What needs to be done. Please copy every line from the records below that contains the string "ciphertext".

+ + + + +

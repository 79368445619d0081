//! rsa-cl: encrypt and decrypt one message on an OpenCL device.
//!
//! Reads `p q e message [d]` from a plain-text configuration file, runs the
//! `encrypt` kernel followed by the `decrypt` kernel on the resulting
//! ciphertext, and writes both values as decimal text lines to the output
//! file. Any setup or device failure terminates the process with a non-zero
//! exit code.

use std::fs;
use std::io::Write;
use std::path::PathBuf;
use std::process::ExitCode;
use std::time::Instant;

use clap::Parser;
use log::{error, info};

use rsa_cl::{KeyMaterial, OpenClBackend, Result, RunConfig};

/// OpenCL-offloaded RSA encryption and decryption.
#[derive(Parser)]
#[command(name = "rsa-cl", version, about)]
struct Args {
    /// Configuration file with whitespace-separated tokens: p q e message [d]
    conf_file: PathBuf,

    /// Output file; receives ciphertext and plaintext, one decimal line each
    outfile: PathBuf,

    /// OpenCL kernel source exposing the `encrypt` and `decrypt` entry points
    #[arg(long, default_value = "rsa_kernel.cl")]
    kernel: PathBuf,

    /// GPU device index
    #[arg(long, default_value_t = 0)]
    device: usize,
}

fn main() -> ExitCode {
    env_logger::init();
    let args = Args::parse();

    match run(&args) {
        Ok(()) => ExitCode::SUCCESS,
        Err(e) => {
            // env_logger reports at error level by default, so this reaches
            // stderr without RUST_LOG being set.
            error!("{e}");
            ExitCode::FAILURE
        }
    }
}

fn run(args: &Args) -> Result<()> {
    let started = Instant::now();

    let kernel_source = fs::read_to_string(&args.kernel)?;

    let config = RunConfig::from_file(&args.conf_file)?;
    let (p, q, message) = config.operands()?;
    let key = KeyMaterial::assemble(p, q, config.public_exponent, config.private_exponent)?;
    info!(
        "input: p={} q={} e={} M={}",
        key.p, key.q, key.public_exponent, message
    );

    // Output must be writable before any device work is committed.
    let mut outfile = fs::File::create(&args.outfile)?;

    let backend = OpenClBackend::new(&kernel_source, args.device)?;

    let ciphertext = backend.run_encryption(&key.p, &key.q, &message, key.public_exponent)?;
    info!("ciphertext: {ciphertext}");

    let plaintext = backend.run_decryption(&key.p, &key.q, &ciphertext, key.private_exponent)?;
    info!("plaintext: {plaintext}");

    writeln!(outfile, "{ciphertext}")?;
    writeln!(outfile, "{plaintext}")?;

    info!("completed in {:.3}s", started.elapsed().as_secs_f64());
    Ok(())
}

+ + + + +

Solution.
//! ciphertext, and writes both values as decimal text lines to the output
    /// Output file; receives ciphertext and plaintext, one decimal line each
    let ciphertext = backend.run_encryption(&key.p, &key.q, &message, key.public_exponent)?;
    info!("ciphertext: {ciphertext}");
    let plaintext = backend.run_decryption(&key.p, &key.q, &ciphertext, key.private_exponent)?;
    writeln!(outfile, "{ciphertext}")?;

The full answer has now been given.